Stored data entries
━━━━━━
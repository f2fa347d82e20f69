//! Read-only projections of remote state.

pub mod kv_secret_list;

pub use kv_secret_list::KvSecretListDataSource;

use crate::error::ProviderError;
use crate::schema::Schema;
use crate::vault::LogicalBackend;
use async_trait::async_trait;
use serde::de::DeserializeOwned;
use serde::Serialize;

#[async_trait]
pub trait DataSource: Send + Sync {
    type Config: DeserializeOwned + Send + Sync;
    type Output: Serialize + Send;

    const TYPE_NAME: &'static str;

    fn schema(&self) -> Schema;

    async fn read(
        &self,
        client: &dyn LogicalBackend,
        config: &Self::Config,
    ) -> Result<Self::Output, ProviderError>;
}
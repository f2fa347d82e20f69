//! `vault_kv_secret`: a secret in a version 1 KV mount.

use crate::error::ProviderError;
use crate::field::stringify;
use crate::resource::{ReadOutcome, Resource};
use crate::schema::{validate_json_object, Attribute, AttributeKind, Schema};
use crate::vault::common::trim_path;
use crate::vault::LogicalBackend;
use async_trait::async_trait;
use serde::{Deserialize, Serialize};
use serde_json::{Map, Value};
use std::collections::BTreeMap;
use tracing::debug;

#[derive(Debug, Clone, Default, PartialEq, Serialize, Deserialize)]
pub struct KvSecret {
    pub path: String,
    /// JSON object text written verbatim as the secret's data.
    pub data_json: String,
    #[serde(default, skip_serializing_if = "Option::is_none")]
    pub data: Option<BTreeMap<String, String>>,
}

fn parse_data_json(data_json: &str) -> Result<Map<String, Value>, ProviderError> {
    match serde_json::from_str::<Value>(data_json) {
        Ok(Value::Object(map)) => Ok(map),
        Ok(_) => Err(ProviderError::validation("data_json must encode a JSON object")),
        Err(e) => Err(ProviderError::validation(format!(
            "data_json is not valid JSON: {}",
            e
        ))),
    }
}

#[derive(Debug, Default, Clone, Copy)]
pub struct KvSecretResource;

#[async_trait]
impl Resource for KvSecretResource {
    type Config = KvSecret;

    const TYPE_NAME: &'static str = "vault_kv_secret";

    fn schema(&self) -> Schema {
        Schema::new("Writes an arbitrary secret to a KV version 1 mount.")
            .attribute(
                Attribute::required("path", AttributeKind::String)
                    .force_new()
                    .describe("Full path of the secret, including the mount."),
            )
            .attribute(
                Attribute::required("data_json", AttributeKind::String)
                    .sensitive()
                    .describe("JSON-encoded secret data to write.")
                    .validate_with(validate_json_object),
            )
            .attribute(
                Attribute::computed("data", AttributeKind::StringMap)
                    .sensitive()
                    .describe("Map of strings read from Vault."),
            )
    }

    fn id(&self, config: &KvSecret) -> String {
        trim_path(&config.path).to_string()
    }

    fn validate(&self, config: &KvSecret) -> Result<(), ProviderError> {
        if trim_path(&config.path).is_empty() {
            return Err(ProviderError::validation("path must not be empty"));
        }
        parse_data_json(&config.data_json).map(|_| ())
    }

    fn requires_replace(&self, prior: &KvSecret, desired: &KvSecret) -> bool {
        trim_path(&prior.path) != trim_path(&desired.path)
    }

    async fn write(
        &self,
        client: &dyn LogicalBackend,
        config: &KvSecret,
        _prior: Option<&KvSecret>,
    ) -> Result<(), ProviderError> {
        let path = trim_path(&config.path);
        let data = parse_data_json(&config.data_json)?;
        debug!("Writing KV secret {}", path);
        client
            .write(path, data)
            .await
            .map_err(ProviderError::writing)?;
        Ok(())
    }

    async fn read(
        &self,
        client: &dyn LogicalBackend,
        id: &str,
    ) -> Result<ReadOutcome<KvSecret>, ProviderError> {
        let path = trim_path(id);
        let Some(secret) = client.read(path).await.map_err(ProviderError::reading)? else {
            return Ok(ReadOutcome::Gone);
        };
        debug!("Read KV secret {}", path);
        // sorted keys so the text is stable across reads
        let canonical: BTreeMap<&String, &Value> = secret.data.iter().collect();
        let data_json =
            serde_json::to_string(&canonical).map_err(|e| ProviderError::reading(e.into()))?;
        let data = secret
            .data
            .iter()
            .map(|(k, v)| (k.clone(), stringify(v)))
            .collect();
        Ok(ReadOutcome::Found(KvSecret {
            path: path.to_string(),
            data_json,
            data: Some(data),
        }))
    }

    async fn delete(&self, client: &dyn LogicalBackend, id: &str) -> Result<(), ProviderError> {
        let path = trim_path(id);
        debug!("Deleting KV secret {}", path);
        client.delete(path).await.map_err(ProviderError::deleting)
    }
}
━━━━━━
PROMPT
Please tally the lines of the data in which the string "desired" appears and write only the total.

SOLUTION
2